‘A reproduction of three weeks in May 1970’ – organised by NOVEL

operator stills4_a
Operator, Patricia L. Boyd, 2017, video (12.56 min, colour, sound)

‘A reproduction of three weeks in May 1970’

Organised by NOVEL
May 2018 – May 2019
(multiple venues), Reading, UK

Patricia L Boyd
Helen Cammock
Renée Green
Studio for Propositional Cinema
Steven Warwick

Launch event
6 to 9 pm, 14 June 2018
OpenHand Open Space
Brock Keep, 571 Oxford Road, Reading RG30 1HL

The event unveils the inaugural billboard commission from Studio for Propositional Cinema, who will use public sites from OHOS to Crown Street and Jackson’s Corner in Reading to present hypothetical laws which determine the legal conditions taken from the dissembled opera project ‘Redundant as eyelids in absence of light’. Various elements from the libretto, set in a society in which all forms of language and interpersonal communication have been mitigated or eliminated, will be presented in various forms over the course of the project.

Composed in blank verse but filtered through the jargon of the archive, the screenplay, the legal system and the political speech, the libretto is the staged in various forms, such as publication, exhibition, and concert. For Reading, the text takes the form of six rules that will change periodically across public billboard sites from OHOS to Crown Street and Jackson’s Corner, Reading. Each text represents an attempt by the protagonists to relearn various communication tools such as image, sound, movement, textile, writing, and broadcasting, yearning for connections in a world where expressive and dialogic forms have been suppressed to the brink of being forgotten.

The launch of ‘A reproduction of three weeks in May 1970’ will also include a display of printed matter from past issues of NOVEL and a video programme featuring films from a.o. Peggy Ahwesh, BS Johnson and Luiz Roque.
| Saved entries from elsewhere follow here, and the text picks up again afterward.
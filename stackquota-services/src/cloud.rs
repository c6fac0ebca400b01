//! One authenticated connection to an OpenStack cloud.
//!
//! [`OpenStackCloud`] bundles the session with a client per service and
//! hands them to a [`QuotaAggregator`].

use stackquota_core::{ErrorReporter, ServiceKind};
use stackquota_fetch::{
    Credentials, EndpointFilter, FetchError, HttpClient, QuotaAggregator, QuotaSettings, Session,
};
use std::sync::Arc;
use tracing::instrument;

use crate::catalog::SessionCatalog;
use crate::cinder::CinderClient;
use crate::neutron::NeutronClient;
use crate::nova::NovaClient;

/// Session plus service clients for one cloud and project.
#[derive(Debug, Clone)]
pub struct OpenStackCloud {
    session: Arc<Session>,
    catalog: Arc<SessionCatalog>,
    nova: Arc<NovaClient>,
    cinder: Arc<CinderClient>,
    neutron: Arc<NeutronClient>,
}

impl OpenStackCloud {
    /// Authenticates and builds the service clients.
    #[instrument(skip_all)]
    pub async fn connect(
        http: HttpClient,
        credentials: &Credentials,
        filter: EndpointFilter,
    ) -> Result<Self, FetchError> {
        let session = Session::authenticate(http, credentials, filter).await?;
        Ok(Self::from_session(Arc::new(session)))
    }

    /// Builds the service clients over an existing session.
    pub fn from_session(session: Arc<Session>) -> Self {
        Self {
            catalog: Arc::new(SessionCatalog::new(session.clone())),
            nova: Arc::new(NovaClient::new(session.clone())),
            cinder: Arc::new(CinderClient::new(session.clone())),
            neutron: Arc::new(NeutronClient::new(session.clone())),
            session,
        }
    }

    /// Treats `services` as not deployed regardless of the catalog.
    pub fn with_disabled_services(mut self, services: impl IntoIterator<Item = ServiceKind>) -> Self {
        let catalog = SessionCatalog::new(self.session.clone()).with_disabled(services);
        self.catalog = Arc::new(catalog);
        self
    }

    /// The authenticated session.
    pub fn session(&self) -> &Session {
        &self.session
    }

    /// Project the session is scoped to.
    pub fn project_id(&self) -> &str {
        self.session.project_id()
    }

    /// The network client, for extension listings.
    pub fn neutron(&self) -> &NeutronClient {
        &self.neutron
    }

    /// An aggregator over this cloud's services.
    pub fn aggregator(
        &self,
        settings: QuotaSettings,
        reporter: Arc<dyn ErrorReporter>,
    ) -> QuotaAggregator {
        QuotaAggregator::new(
            self.catalog.clone(),
            self.nova.clone(),
            self.cinder.clone(),
            self.neutron.clone(),
        )
        .with_settings(settings)
        .with_reporter(reporter)
    }
}

#[cfg(test)]
mod tests {
    use super::*;
    use stackquota_fetch::CollectingReporter;

    #[tokio::test]
    async fn test_aggregator_over_empty_catalog() {
        let body = r#"{"token": {"project": {"id": "p1"}, "catalog": []}}"#;
        let session = Session::from_token_body(
            HttpClient::new().unwrap(),
            "tok".to_string(),
            body,
            EndpointFilter::default(),
        )
        .unwrap();
        let cloud = OpenStackCloud::from_session(Arc::new(session));
        assert_eq!(cloud.project_id(), "p1");

        let reporter = Arc::new(CollectingReporter::new());
        let aggregator = cloud.aggregator(QuotaSettings::default(), reporter.clone());
        let usages = aggregator.get_tenant_quota_usages("p1", None).await.unwrap();

        assert!(usages.is_empty());
        assert!(reporter.is_empty());
        assert_eq!(aggregator.get_disabled_quotas("p1").await.unwrap().len(), 20);
    }
}
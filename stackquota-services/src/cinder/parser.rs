//! Cinder response parsing.

use stackquota_core::{AbsoluteLimits, QuotaSet, ServiceKind};

use crate::endpoint::quota_set_from;
use crate::error::ServiceError;

/// Parses a `GET /limits` body.
///
/// Cinder answers in the same shape as Nova but only the `absolute` member
/// matters; a body without it is rejected.
pub fn parse_limits(body: &serde_json::Value) -> Result<AbsoluteLimits, ServiceError> {
    let absolute = body
        .get("limits")
        .and_then(|limits| limits.get("absolute"))
        .ok_or_else(|| ServiceError::parse(ServiceKind::Volume, "missing `limits.absolute`"))?;

    serde_json::from_value(absolute.clone())
        .map_err(|e| ServiceError::parse(ServiceKind::Volume, e.to_string()))
}

/// Parses a `GET /os-quota-sets/..` body.
///
/// Per-volume-type entries such as `volumes_lvmdriver-1` are kept; callers
/// filter to the fields they know.
pub fn parse_quota_set(body: &serde_json::Value) -> Result<QuotaSet, ServiceError> {
    quota_set_from(ServiceKind::Volume, body, "quota_set")
}

#[cfg(test)]
mod tests {
    use super::*;
    use serde_json::json;
    use stackquota_core::Limit;

    #[test]
    fn test_parse_limits() {
        let body = json!({
            "limits": {
                "rate": [],
                "absolute": {
                    "maxTotalVolumes": 10,
                    "totalVolumesUsed": 4,
                    "maxTotalVolumeGigabytes": 1000,
                    "totalGigabytesUsed": 400,
                    "maxTotalSnapshots": 10,
                    "totalSnapshotsUsed": 0,
                    "maxTotalBackups": 10
                }
            }
        });

        let limits = parse_limits(&body).unwrap();
        assert_eq!(limits.len(), 7);
        assert_eq!(limits.used("totalGigabytesUsed"), Some(400));
    }

    #[test]
    fn test_parse_limits_missing_absolute() {
        let result = parse_limits(&json!({"limits": {"rate": []}}));
        assert!(matches!(result, Err(ServiceError::Parse { .. })));
    }

    #[test]
    fn test_parse_quota_set_with_volume_types() {
        let body = json!({
            "quota_set": {
                "id": "p-123",
                "volumes": 10,
                "gigabytes": 1000,
                "snapshots": 10,
                "volumes_lvmdriver-1": -1,
                "per_volume_gigabytes": -1
            }
        });

        let quotas = parse_quota_set(&body).unwrap();
        assert_eq!(quotas.get("volumes"), Some(Limit::Limited(10)));
        assert_eq!(quotas.get("volumes_lvmdriver-1"), Some(Limit::Unlimited));
    }
}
In May 1970 artist Rita Donagh and a group of students occupied a studio at the University of Reading. Staging events, performances and collective actions they wrote and discussed circumstances within and beyond the confines of the university. Didactic conventions and context were replaced in an attempt to diagram a charged collective knowledge. Activated against a backdrop of student protest, in particular the Kent State massacre, the group sounded political images, registered distance and invested in a politics of time, place and bodies. Donagh’s own response, the painting  ‘Reflection on Three Weeks in May 1970′ uses a social-political cartography to plot distinct events, between image and experience.

This historical scenario acts as a catalyst for the year-long publishing and curatorial project. A reproduction of three weeks in May 1970 will present a programme of interdisciplinary projects, commissions and events – with contributions from Patricia L Boyd, Helen Cammock, Renée Green, Studio for Propositional Cinema, and Steven Warwick.

NOVEL is an itinerant curatorial and publishing platform devised by Alun Rowlands and Matt Williams that draws together artists writing, texts and poetry that oscillate between modes of fiction and criticism. A cacophony of voices, that is the primary condition of writing, seek to break the habitual methods of representation and productions of subjectivity.